[DATASET RECORDS]:
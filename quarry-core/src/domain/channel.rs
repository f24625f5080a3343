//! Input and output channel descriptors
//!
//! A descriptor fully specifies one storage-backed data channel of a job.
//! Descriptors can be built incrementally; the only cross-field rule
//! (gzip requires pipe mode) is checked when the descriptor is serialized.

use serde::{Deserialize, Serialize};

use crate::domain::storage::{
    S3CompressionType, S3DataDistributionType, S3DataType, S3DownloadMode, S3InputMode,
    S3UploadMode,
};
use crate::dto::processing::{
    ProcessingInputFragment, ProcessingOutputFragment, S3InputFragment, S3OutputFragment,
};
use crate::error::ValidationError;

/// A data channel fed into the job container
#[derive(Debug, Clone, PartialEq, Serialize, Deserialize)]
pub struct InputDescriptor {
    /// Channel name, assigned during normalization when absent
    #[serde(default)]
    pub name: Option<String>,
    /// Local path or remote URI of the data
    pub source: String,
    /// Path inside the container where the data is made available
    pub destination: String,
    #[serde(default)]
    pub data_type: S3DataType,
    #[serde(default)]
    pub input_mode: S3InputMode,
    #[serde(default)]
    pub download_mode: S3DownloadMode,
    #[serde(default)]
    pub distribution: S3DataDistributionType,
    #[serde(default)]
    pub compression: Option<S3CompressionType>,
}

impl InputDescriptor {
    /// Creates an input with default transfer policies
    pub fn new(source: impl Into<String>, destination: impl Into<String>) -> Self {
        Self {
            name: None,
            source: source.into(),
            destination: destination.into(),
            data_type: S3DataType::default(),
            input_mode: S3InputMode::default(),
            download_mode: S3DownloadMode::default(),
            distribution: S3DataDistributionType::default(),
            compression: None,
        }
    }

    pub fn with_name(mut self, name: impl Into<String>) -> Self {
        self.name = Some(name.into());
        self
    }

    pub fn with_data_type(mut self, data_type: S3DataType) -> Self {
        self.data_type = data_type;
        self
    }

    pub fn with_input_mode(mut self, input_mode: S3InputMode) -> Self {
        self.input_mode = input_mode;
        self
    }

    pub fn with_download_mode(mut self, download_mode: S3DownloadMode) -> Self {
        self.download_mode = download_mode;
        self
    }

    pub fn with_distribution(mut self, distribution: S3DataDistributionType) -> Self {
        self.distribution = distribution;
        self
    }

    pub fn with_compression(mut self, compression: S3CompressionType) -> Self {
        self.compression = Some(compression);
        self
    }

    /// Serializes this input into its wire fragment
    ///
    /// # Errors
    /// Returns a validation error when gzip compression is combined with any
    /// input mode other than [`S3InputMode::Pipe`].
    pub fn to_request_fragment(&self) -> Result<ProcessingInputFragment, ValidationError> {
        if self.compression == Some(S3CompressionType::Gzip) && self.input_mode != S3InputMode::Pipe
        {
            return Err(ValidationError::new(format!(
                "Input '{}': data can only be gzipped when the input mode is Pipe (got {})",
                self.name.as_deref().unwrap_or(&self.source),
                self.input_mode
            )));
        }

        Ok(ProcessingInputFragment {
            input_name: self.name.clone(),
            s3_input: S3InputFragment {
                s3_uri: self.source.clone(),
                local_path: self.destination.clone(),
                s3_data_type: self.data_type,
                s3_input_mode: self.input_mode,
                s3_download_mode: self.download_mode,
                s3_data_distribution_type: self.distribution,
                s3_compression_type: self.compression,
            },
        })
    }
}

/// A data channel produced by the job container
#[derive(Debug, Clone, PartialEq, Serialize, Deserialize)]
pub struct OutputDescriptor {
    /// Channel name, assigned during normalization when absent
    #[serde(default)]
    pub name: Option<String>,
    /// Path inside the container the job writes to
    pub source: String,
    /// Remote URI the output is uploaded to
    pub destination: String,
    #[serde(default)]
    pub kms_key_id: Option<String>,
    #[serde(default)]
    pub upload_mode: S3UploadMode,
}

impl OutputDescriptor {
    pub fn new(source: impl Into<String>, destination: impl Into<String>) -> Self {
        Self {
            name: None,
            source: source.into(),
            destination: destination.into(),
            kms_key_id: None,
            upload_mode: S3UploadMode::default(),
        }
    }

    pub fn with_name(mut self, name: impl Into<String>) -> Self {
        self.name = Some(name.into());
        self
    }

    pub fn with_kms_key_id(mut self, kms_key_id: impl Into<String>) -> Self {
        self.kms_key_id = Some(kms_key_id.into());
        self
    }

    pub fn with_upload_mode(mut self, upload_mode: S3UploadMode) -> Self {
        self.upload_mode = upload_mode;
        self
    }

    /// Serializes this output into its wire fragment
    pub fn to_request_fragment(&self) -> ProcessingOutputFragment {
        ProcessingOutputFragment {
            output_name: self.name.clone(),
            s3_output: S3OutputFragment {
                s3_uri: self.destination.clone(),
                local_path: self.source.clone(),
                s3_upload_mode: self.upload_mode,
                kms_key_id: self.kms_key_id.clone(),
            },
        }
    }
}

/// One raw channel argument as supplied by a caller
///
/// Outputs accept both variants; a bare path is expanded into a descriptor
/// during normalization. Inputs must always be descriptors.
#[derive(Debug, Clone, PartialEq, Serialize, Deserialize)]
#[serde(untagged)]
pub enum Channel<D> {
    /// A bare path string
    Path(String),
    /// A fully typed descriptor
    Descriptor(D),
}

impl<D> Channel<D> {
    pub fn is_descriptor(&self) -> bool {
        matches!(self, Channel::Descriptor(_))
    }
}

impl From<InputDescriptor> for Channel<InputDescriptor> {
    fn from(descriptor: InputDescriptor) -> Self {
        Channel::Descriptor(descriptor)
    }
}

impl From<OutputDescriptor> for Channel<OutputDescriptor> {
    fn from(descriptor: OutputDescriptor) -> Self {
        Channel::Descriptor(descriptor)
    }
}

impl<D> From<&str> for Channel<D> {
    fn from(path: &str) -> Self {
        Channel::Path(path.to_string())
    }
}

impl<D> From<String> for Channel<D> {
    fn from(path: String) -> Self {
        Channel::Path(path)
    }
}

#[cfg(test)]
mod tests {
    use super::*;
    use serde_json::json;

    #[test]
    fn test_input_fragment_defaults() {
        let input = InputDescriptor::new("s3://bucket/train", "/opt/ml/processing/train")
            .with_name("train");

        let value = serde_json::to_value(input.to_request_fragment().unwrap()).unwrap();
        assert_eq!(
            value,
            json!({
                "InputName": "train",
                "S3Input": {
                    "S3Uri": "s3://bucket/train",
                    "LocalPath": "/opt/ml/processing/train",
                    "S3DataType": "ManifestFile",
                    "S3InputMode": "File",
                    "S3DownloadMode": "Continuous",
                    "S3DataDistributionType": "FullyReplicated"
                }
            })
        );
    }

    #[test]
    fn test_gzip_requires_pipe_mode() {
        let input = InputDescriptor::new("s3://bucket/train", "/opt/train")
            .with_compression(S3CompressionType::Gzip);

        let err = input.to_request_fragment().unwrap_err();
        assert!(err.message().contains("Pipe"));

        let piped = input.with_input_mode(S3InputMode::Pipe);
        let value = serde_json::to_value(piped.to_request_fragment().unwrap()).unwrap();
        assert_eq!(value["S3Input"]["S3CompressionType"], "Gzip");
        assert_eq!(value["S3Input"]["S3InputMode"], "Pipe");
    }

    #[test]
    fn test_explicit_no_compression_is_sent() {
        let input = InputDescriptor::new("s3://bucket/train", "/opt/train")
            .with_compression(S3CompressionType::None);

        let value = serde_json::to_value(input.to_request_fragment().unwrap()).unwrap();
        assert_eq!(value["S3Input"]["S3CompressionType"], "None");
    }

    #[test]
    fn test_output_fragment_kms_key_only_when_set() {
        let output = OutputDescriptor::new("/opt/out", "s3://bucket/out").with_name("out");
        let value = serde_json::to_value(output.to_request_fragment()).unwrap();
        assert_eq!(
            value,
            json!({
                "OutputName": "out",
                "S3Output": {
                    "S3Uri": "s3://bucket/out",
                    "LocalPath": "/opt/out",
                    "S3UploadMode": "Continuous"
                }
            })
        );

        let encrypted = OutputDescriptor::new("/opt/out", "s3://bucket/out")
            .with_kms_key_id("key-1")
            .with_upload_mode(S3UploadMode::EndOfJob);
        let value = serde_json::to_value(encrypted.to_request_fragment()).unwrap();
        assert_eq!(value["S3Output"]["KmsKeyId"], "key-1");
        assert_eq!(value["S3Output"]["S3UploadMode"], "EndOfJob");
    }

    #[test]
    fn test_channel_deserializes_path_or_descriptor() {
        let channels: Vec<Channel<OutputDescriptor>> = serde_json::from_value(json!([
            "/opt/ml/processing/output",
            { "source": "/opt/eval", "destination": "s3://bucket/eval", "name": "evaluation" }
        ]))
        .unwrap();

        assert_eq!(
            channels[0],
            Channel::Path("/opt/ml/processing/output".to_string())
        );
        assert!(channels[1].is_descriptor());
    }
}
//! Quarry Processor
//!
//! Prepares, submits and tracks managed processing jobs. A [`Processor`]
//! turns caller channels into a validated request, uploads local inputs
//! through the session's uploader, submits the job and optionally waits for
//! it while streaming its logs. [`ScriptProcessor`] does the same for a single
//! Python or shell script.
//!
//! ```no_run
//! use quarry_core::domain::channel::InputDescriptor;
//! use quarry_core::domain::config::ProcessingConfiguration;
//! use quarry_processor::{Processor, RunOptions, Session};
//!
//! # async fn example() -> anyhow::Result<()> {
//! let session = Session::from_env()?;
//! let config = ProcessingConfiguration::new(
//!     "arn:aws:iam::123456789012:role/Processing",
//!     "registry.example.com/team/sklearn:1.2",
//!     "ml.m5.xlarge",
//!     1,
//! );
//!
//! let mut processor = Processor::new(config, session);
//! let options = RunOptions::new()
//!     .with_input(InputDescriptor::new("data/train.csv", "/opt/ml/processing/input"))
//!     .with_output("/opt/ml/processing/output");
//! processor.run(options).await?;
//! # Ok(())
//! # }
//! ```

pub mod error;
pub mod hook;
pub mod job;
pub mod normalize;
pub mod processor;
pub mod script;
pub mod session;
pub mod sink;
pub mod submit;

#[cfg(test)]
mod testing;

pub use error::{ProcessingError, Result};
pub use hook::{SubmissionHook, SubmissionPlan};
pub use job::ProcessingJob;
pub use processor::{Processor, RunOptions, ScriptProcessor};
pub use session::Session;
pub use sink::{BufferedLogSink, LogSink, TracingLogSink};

[REQUIRED ACTION]: Search the material above for "OutputDescriptor". Copy each line that has it.

[TASK OUTPUT]:
pub struct OutputDescriptor {
impl OutputDescriptor {
impl From<OutputDescriptor> for Channel<OutputDescriptor> {
    fn from(descriptor: OutputDescriptor) -> Self {
        let output = OutputDescriptor::new("/opt/out", "s3://bucket/out").with_name("out");
        let encrypted = OutputDescriptor::new("/opt/out", "s3://bucket/out")
        let channels: Vec<Channel<OutputDescriptor>> = serde_json::from_value(json!([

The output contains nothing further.